I commit to the mountain passes
Eric has walked through there before
do I have any faith left in people things or time?
now Eric’s up on a wildflower slope
how can we manage the visits?I’ll be up in the Pyrenees on Sunday
flying north from Madrid
start walking the Camino de San Campostela
sleep in my bivvy and pad

Culebra, P.R.
2007

THE SAND WORM GOT US

for Porter
This happened when I was here
the concrete under me rippled
earth traveled down then up
people flapped their hands
one vomited omelette and coke
preempting the faux feeling of home
the current quit the fisherman
he brought in his motor and line
spewing fumes
coral citation directed his speed
Pick a border and go to it
I move galones de piedra closer to the dock
the port swells with sewage
the frogs are mechanical
& here come the mosquitos
I bake, swim, marinate
la brisa, las nubes
mimosa, star anise, cocoa butter
TV and sugar reflux
The sun’s shadow crossed Mosquito Bay
scrim of nimbus within cumulus
in a fixed but temporary state
letters written lotions lined up
time on view settles down
the cumulus change from pink
to white to gray
the nimbus are steel blue
the sky caked pink tips
Culebra, P.R.
Dec. 2010
 

Carol Szamatowicz was born in a large brood, then left them at age fifteen.

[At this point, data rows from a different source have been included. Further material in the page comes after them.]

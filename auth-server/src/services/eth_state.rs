//! State registry client over Ethereum JSON-RPC
//!
//! Reads the identity state contract with `eth_call`. Any HTTP, JSON-RPC or
//! ABI decoding failure is reported as a [`RegistryError`]: the registry could
//! not be read, which callers treat as retryable.

use std::sync::atomic::{AtomicU64, Ordering};
use std::time::Duration;

use async_trait::async_trait;
use num_bigint::BigUint;
use serde::{Deserialize, Serialize};
use serde_json::json;
use tracing::{debug, instrument};

use zk_auth_verifier::{RegistryError, StateRegistry, TransitionInfo};

/// `getState(uint256)`
pub const GET_STATE_SELECTOR: [u8; 4] = [0x44, 0xc9, 0xaf, 0x28];
/// `getTransitionInfo(uint256)`
pub const GET_TRANSITION_INFO_SELECTOR: [u8; 4] = [0xbb, 0x79, 0x57, 0x15];

const WORD: usize = 32;

#[derive(Debug, Serialize)]
struct RpcRequest {
    jsonrpc: &'static str,
    id: u64,
    method: &'static str,
    params: serde_json::Value,
}

#[derive(Debug, Deserialize)]
struct RpcResponse {
    result: Option<String>,
    error: Option<RpcErrorObject>,
}

#[derive(Debug, Deserialize)]
struct RpcErrorObject {
    code: i64,
    message: String,
}

#[derive(Debug)]
pub struct EthStateRegistry {
    client: reqwest::Client,
    rpc_url: String,
    contract: String,
    next_id: AtomicU64,
}

impl EthStateRegistry {
    pub fn new(
        rpc_url: impl Into<String>,
        contract: [u8; 20],
        timeout: Duration,
    ) -> Result<Self, RegistryError> {
        let client = reqwest::Client::builder()
            .timeout(timeout)
            .build()
            .map_err(|e| RegistryError(format!("failed to build HTTP client: {e}")))?;
        Ok(Self {
            client,
            rpc_url: rpc_url.into(),
            contract: format!("0x{}", hex::encode(contract)),
            next_id: AtomicU64::new(1),
        })
    }

    /// `eth_call` against the latest block; returns the raw return data.
    async fn call(&self, selector: [u8; 4], arg: &BigUint) -> Result<Vec<u8>, RegistryError> {
        let request = RpcRequest {
            jsonrpc: "2.0",
            id: self.next_id.fetch_add(1, Ordering::Relaxed),
            method: "eth_call",
            params: json!([
                { "to": self.contract, "data": encode_call(selector, arg)? },
                "latest"
            ]),
        };

        let response = self
            .client
            .post(&self.rpc_url)
            .json(&request)
            .send()
            .await
            .map_err(|e| RegistryError(format!("eth_call: {e}")))?;
        let status = response.status();
        if !status.is_success() {
            return Err(RegistryError(format!("eth_call: HTTP {status}")));
        }

        let body: RpcResponse = response
            .json()
            .await
            .map_err(|e| RegistryError(format!("eth_call: invalid response: {e}")))?;
        if let Some(err) = body.error {
            return Err(RegistryError(format!(
                "eth_call: rpc error {}: {}",
                err.code, err.message
            )));
        }
        let result = body
            .result
            .ok_or_else(|| RegistryError("eth_call: response has no result".into()))?;
        decode_hex(&result)
    }
}

#[async_trait]
impl StateRegistry for EthStateRegistry {
    #[instrument(skip(self), fields(contract = %self.contract))]
    async fn latest_state(&self, id: &BigUint) -> Result<BigUint, RegistryError> {
        let data = self.call(GET_STATE_SELECTOR, id).await?;
        let words = words(&data, 1)?;
        let state = BigUint::from_bytes_be(&words[0]);
        debug!(%state, "latest state");
        Ok(state)
    }

    #[instrument(skip(self), fields(contract = %self.contract))]
    async fn transition_info(&self, state: &BigUint) -> Result<TransitionInfo, RegistryError> {
        let data = self.call(GET_TRANSITION_INFO_SELECTOR, state).await?;
        let w = words(&data, 6)?;
        Ok(TransitionInfo {
            replaced_at_timestamp: word_u64(&w[0])?,
            created_at_timestamp: word_u64(&w[1])?,
            replaced_at_block: word_u64(&w[2])?,
            created_at_block: word_u64(&w[3])?,
            replaced_by: BigUint::from_bytes_be(&w[4]),
            id: BigUint::from_bytes_be(&w[5]),
        })
    }
}

/// Calldata for a single `uint256` argument.
fn encode_call(selector: [u8; 4], arg: &BigUint) -> Result<String, RegistryError> {
    let be = arg.to_bytes_be();
    if be.len() > WORD {
        return Err(RegistryError(format!(
            "argument needs {} bytes, uint256 holds {WORD}",
            be.len()
        )));
    }
    let mut data = Vec::with_capacity(4 + WORD);
    data.extend_from_slice(&selector);
    data.resize(4 + WORD - be.len(), 0);
    data.extend_from_slice(&be);
    Ok(format!("0x{}", hex::encode(data)))
}

fn decode_hex(s: &str) -> Result<Vec<u8>, RegistryError> {
    let digits = s.strip_prefix("0x").unwrap_or(s);
    hex::decode(digits).map_err(|e| RegistryError(format!("eth_call: invalid hex result: {e}")))
}

fn words(data: &[u8], count: usize) -> Result<Vec<[u8; WORD]>, RegistryError> {
    if data.len() < count * WORD {
        return Err(RegistryError(format!(
            "eth_call: expected {} bytes of return data, got {} (is the contract deployed?)",
            count * WORD,
            data.len()
        )));
    }
    Ok(data
        .chunks_exact(WORD)
        .take(count)
        .map(|chunk| {
            let mut word = [0u8; WORD];
            word.copy_from_slice(chunk);
            word
        })
        .collect())
}

fn word_u64(word: &[u8; WORD]) -> Result<u64, RegistryError> {
    if word[..WORD - 8].iter().any(|b| *b != 0) {
        return Err(RegistryError("eth_call: value does not fit in uint64".into()));
    }
    let mut tail = [0u8; 8];
    tail.copy_from_slice(&word[WORD - 8..]);
    Ok(u64::from_be_bytes(tail))
}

She has been a traveler ever since. She teaches four- and five-year-olds, which keeps her both philosophical and immediate. The mother of a young woman, she tries to see the world from the perspective of a young adult. Her writing is charged with the largeness of being connected to a clan, but the anger of being estranged from them: the view of near and far simultaneously.